Read more about the Dusha dataset in the publication: https://habr.com/ru/companies/sberdevices/articles/715468/
DS books for the newest ones
1. Data science. John Kelleher, Brendan Tierney - the book covers the main aspects, from the moment of setting up data collection and analysis, to addressing the ethical revelations that are growing due to privacy policies. The reader will walk you through how to run neural networks and machine learning, and guide you through case studies of business problems and how to solve them. Additionally, they will talk about technical requirements that can be transferred to a greater extent.
2. Practical statistics for Data Science specialists. Peter Bruce, Bruce Bruce - A hands-on textbook presented for data scientists with programming language skills and familiarity with the definition of mathematical statistics. Here, in an accessible way, the main points from the statistics of data science are presented, as well as an explanation of what are the important needs and sides of data analysis.
3. We study the spark. Holden Karau, Matei Zachariah, Patrick Wendell, Andy Konwinski - The authors of the books are the developers of the Spark system. They will talk about the analysis of the execution of tasks with a few lines of code, as well as understand the scheme through examples.

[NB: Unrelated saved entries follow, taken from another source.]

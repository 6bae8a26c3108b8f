//! Arena: three bump-allocated float buffers (one forward, two alternating
//! backward) and the tagged fat-pointer handle scheme over them.
//!
//! The forward arena grows monotonically across one step and resets at the
//! next step's start. The two backward arenas ping-pong between adjacent
//! layers: one is read from (the upstream gradient delivered by the layer
//! above) while the other is written to, and they swap after each layer's
//! backward pass so the arena just finished writing becomes the one the
//! next (lower) layer reads from.

use thiserror::Error;

/// Which physical buffer a [`TensorPointer`] indexes into. The two backward
/// tags are fixed identities for the two physical buffers; which one is
/// "current" for writing alternates at runtime, not the tag-to-buffer
/// mapping itself.
#[derive(Debug, Clone, Copy, PartialEq, Eq)]
pub enum Region {
    Forward,
    BackwardA,
    BackwardB,
}

impl Region {
    fn tag(self) -> u64 {
        match self {
            Region::Forward => 1,
            Region::BackwardA => 2,
            Region::BackwardB => 3,
        }
    }

    fn from_tag(tag: u64) -> Option<Self> {
        match tag {
            1 => Some(Region::Forward),
            2 => Some(Region::BackwardA),
            3 => Some(Region::BackwardB),
            _ => None,
        }
    }
}

#[derive(Error, Debug, Clone, PartialEq, Eq)]
pub enum HandleError {
    #[error("dereferenced a null tensor handle")]
    Null,
    #[error("tensor handle carries an unrecognized region tag {0}")]
    UnknownTag(u64),
    #[error("arena overflow: region {region:?} offset {offset} + length {length} exceeds capacity {capacity}")]
    Overflow {
        region: Region,
        offset: u32,
        length: u32,
        capacity: usize,
    },
}

pub type HandleResult<T> = Result<T, HandleError>;

const LENGTH_BITS: u32 = 30;
const OFFSET_BITS: u32 = 32;
const MAX_LENGTH: u64 = (1 << LENGTH_BITS) - 1;
const MAX_OFFSET: u64 = (1 << OFFSET_BITS) - 1;

/// Opaque 64-bit handle: {region_tag:2}{length:30}{offset:32}. The integer
/// zero is the null handle (tag 0 is not a valid region).
#[derive(Debug, Clone, Copy, PartialEq, Eq, Hash)]
pub struct TensorPointer(u64);

impl TensorPointer {
    pub const NULL: TensorPointer = TensorPointer(0);

    fn new(region: Region, offset: u32, length: u32) -> Self {
        debug_assert!((length as u64) <= MAX_LENGTH);
        debug_assert!((offset as u64) <= MAX_OFFSET);
        let bits = (region.tag() << 62) | ((length as u64) << 32) | (offset as u64);
        TensorPointer(bits)
    }

    pub fn is_null(&self) -> bool {
        self.0 == 0
    }

    pub fn region(&self) -> HandleResult<Region> {
        if self.is_null() {
            return Err(HandleError::Null);
        }
        let tag = self.0 >> 62;
        Region::from_tag(tag).ok_or(HandleError::UnknownTag(tag))
    }

    pub fn offset(&self) -> u32 {
        (self.0 & 0xFFFF_FFFF) as u32
    }

    pub fn length(&self) -> u32 {
        ((self.0 >> 32) & MAX_LENGTH) as u32
    }

    pub fn as_u64(&self) -> u64 {
        self.0
    }
}

impl Default for TensorPointer {
    fn default() -> Self {
        TensorPointer::NULL
    }
}

/// Three float arenas plus the bump indices and the backward write-slot
/// selector. `backward[0]`/`backward[1]` are the two physical buffers that
/// the `BackwardA`/`BackwardB` tags map to, respectively.
pub struct Arena {
    forward: Vec<f32>,
    backward: [Vec<f32>; 2],
    forward_index: usize,
    backward_index: [usize; 2],
    write_slot: usize,
}

impl Arena {
    pub fn new(forward_capacity: usize, backward_capacity: usize) -> Self {
        Arena {
            forward: vec![0.0; forward_capacity],
            backward: [vec![0.0; backward_capacity], vec![0.0; backward_capacity]],
            forward_index: 0,
            backward_index: [0, 0],
            write_slot: 0,
        }
    }

    pub fn forward_capacity(&self) -> usize {
        self.forward.len()
    }

    pub fn backward_capacity(&self) -> usize {
        self.backward[0].len()
    }

    /// Reset the forward bump index. Called at the start of every step.
    pub fn reset_forward(&mut self) {
        self.forward_index = 0;
    }

    /// Reset both backward bump indices and the write-slot selector. Called
    /// at the start of every step, before the backward pass begins.
    pub fn reset_backward(&mut self) {
        self.backward_index = [0, 0];
        self.write_slot = 0;
    }

    fn slot_region(slot: usize) -> Region {
        if slot == 0 {
            Region::BackwardA
        } else {
            Region::BackwardB
        }
    }

    /// Bump-allocate a forward slot of `length` floats and write `data`
    /// into it. `data.len()` must equal `length`.
    pub fn allocate_forward(&mut self, data: &[f32]) -> HandleResult<TensorPointer> {
        let length = data.len();
        let offset = self.forward_index;
        if offset + length > self.forward.len() {
            return Err(HandleError::Overflow {
                region: Region::Forward,
                offset: offset as u32,
                length: length as u32,
                capacity: self.forward.len(),
            });
        }
        self.forward[offset..offset + length].copy_from_slice(data);
        self.forward_index += length;
        Ok(TensorPointer::new(Region::Forward, offset as u32, length as u32))
    }

    /// Bump-allocate a backward slot (in the current write slot) and write
    /// `data` into it.
    pub fn allocate_backward(&mut self, data: &[f32]) -> HandleResult<TensorPointer> {
        let length = data.len();
        let slot = self.write_slot;
        let offset = self.backward_index[slot];
        if offset + length > self.backward[slot].len() {
            return Err(HandleError::Overflow {
                region: Self::slot_region(slot),
                offset: offset as u32,
                length: length as u32,
                capacity: self.backward[slot].len(),
            });
        }
        self.backward[slot][offset..offset + length].copy_from_slice(data);
        self.backward_index[slot] += length;
        Ok(TensorPointer::new(Self::slot_region(slot), offset as u32, length as u32))
    }

    /// Decode a handle to its backing slice.
    pub fn get(&self, ptr: TensorPointer) -> HandleResult<&[f32]> {
        let region = ptr.region()?;
        let offset = ptr.offset() as usize;
        let length = ptr.length() as usize;
        let buf = match region {
            Region::Forward => &self.forward,
            Region::BackwardA => &self.backward[0],
            Region::BackwardB => &self.backward[1],
        };
        if offset + length > buf.len() {
            return Err(HandleError::Overflow {
                region,
                offset: offset as u32,
                length: length as u32,
                capacity: buf.len(),
            });
        }
        Ok(&buf[offset..offset + length])
    }

    /// After a layer's backward pass completes: the slot just written
    /// becomes readable for the next (lower) layer, and the other slot -
    /// fully consumed as this layer's upstream input - is freed for reuse.
    pub fn swap_backward(&mut self) {
        let finished = self.write_slot;
        let other = 1 - finished;
        self.backward_index[other] = 0;
        self.write_slot = other;
    }
}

4. Data science. Data science from scratch. Joel Gras - Joel Gras talks about the Python language, elements of linear algebra, mathematical statistics, methods for collecting, normalizing and processing data. Additionally, it provides an information base for machine learning. Describes mathematical models and ways to develop them according to the "k" recipe.
5. Fundamentals of Data Science and Big Data. Davy Silen, Arno Meisman, Mohamed Ali - Readers are introduced to theoretical framework, machine learning sequencing, working with large datasets, NoSQL, detailed text analysis and computational information. Examples are Data Science scripts in Python.
😳Dataset published for training an improved alternative to LLaMa
A group of researchers from various organizations and universities (Together, ontocord.ai, ds3lab.inf.ethz.ch, crfm.stanford.edu, hazyresearch.stanford.edu, mila.quebec) are working on an open-source alternative to the LLaMa model and have already published dataset relevant to the one used to create the last one. The non-free but well-balanced LLaMa has been used as the basis for projects such as Alpaca, Vicuna and Koala.
Now RedPajama is published in the public domain - a dataset of texts containing more than 1.2 trillion tokens. The next step, according to the developers, will be the creation of the model itself, which will require serious computing power.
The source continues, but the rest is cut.